Race In Zora Neale Hurston's, "The Conscience of the Court", it is clearly shown that Laura Lee Kimble has at least some awareness of the impact of class and gender in her life. But she does not recognize race and racism as factors that shape her environment and determine her individual identity. For Laura Lee Kimble it is people of color who live racially structured lives.
Race is described as body type, ancestry, cultural differences, biological subspecies, actual social stratification and the normative social stratification. Race according to Michael Masse is: "Body type differences primarily skin color, ancestry as in the U.S., membership in a racial group is defined by the continent in which one's ancestors, prior to the era of European colonialism, were born and cultural differences superficially in preferences over food, dress, music, etc.; more consequentially in religion, levels of civilization and values" (Michael Masse: Concepts of Race and Social Groups, 7).
Hurston's "The Conscience of the Court" examines black women's social position by showing how race and racism shape black women's lives. This is pointed out in the story by Laura Lee Kimble, when she stands in front of the judge and says to him that she does not understand all big words that are being spoken to her. The short story points out race early in the beginning by describing what Laura Lee Kimble looks like and the race that she belongs to. "Though spare of fat, she was built strongly enough, all right. An odd Negro type. Gray-green eyes, large and striking, looking out of a chestnut-brown face" (Zora Neale Hurston, 771). Hurston constructs Laura Lee Kimble's blackness, her race, as a shield that encloses her but does not protect her. Laura Lee Kimble feels that the white man has brought her on trial for something he did and because of her race it is easy to blame her for it. "Charged with felonious and aggravated assault, mayhem and premeditated attempted murder on the person of one Clement Beasley"ÃÂ¦I hit the man after he hit me, to be sure, Mister Judge" (Hurston, 770, 771). This shows that a superior race can blame a minority or smaller race for the crimes it commits. Michael Masse describes this as individual harm: "Some people argue that harm can happen only to individuals, not groups. On this view, a harm or injustice inflicted on someone is made more objectionable because it has a racist motive. A racist lynching against an individual is wrong because it is considered a racist motive but if it is done to a group it is made ok, for then it is not considered racist" (Michael Masse: Concepts of Race and Social groups, 17).

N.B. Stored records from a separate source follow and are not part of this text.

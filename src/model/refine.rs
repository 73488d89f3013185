use burn::prelude::*;

use super::blocks::{Activation, ConvModule, NonLocal2d};
use crate::config::{NormConfig, RefineType};

/// The single operator applied to the fused map. `None` in the neck means
/// identity, so only the two parameterised kinds exist as variants.
#[derive(Module, Debug)]
pub enum Refine<B: Backend> {
    Conv(ConvModule<B>),
    NonLocal(NonLocal2d<B>),
}

impl<B: Backend> Refine<B> {
    /// Builds the operator selected by `refine_type`, or nothing for `none`.
    pub fn build(
        device: &B::Device,
        refine_type: RefineType,
        channels: usize,
        norm: Option<&NormConfig>,
    ) -> Option<Self> {
        match refine_type {
            RefineType::None => None,
            RefineType::Conv => Some(Refine::Conv(ConvModule::new(
                device,
                channels,
                channels,
                3,
                norm,
                Some(Activation::Relu),
            ))),
            // no channel reduction, unscaled affinities
            RefineType::NonLocal => Some(Refine::NonLocal(NonLocal2d::new(
                device, channels, 1, false, norm,
            ))),
        }
    }

    pub fn forward(&self, x: Tensor<B, 4>) -> Tensor<B, 4> {
        match self {
            Refine::Conv(conv) => conv.forward(x),
            Refine::NonLocal(block) => block.forward(x),
        }
    }

    pub fn refine_type(&self) -> RefineType {
        match self {
            Refine::Conv(_) => RefineType::Conv,
            Refine::NonLocal(_) => RefineType::NonLocal,
        }
    }

    pub fn xavier_init(self) -> Self {
        match self {
            Refine::Conv(conv) => Refine::Conv(conv.xavier_init()),
            Refine::NonLocal(block) => Refine::NonLocal(block.xavier_init()),
        }
    }
}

This shows that when a single person, of a different race, is blamed for a bad action which he or she did not commit, it is considered bad or racist unless it is blamed on a group of people. By saying different race it means that it is the minority or smaller race that is being blamed for the bad action, just like Laura Lee Kimble is being blamed in the story. Through her characterization of Laura Lee Kimble, Hurston demonstrates that race is not important to many people. She shows that skin color does not matter to Laura Lee Kimble because she thinks that everybody is created equal, despite his or her race. Hurston proves this by telling us a lot about Laura Lee Kimble's background, especially how her childhood had gone by. She shows that Laura Lee Kimble's parents were slaves, yet Laura Lee Kimble herself was not considered a slave because she was too young. She shows that her parent's master do not treat her parents like slaves at all but nearly as friends. Then she goes on to show that Laura Lee Kimble and her present owner, Celestine, considered each other sisters rather than master and slave, even though Celestine was white. This proves that Laura Lee Kimble never believed in race or racism for to her everybody was equal. There is also the element of treatment of a person because of their race. This is proved by showing that any person from a minority or smaller race can be put on trial for bad actions because the superior race hates them and does not believe in equal treatment of races. This is a big issue in Hurston's story because it deals with one race being charged with a bad action, while the judging race is the superior race. Hurston proves that minority or smaller races can win their bad action charges and be proved innocent even though the judging party is a superior race, because the judging party has to look at both sides of a story before deciding the outcome.
Hurston's story has both proof of race and unequal treatment of the minority or smaller race. She also goes on to prove that even smaller or minority races are not guilty of the crimes or bad actions they are blamed for because of their status as being under the superior group. The most important issue is that sometimes even the superior race is at fault.
Works Cited Masse, Michael. Concepts of Race and Social Groups. Boston: Twayne Publishing. 1997.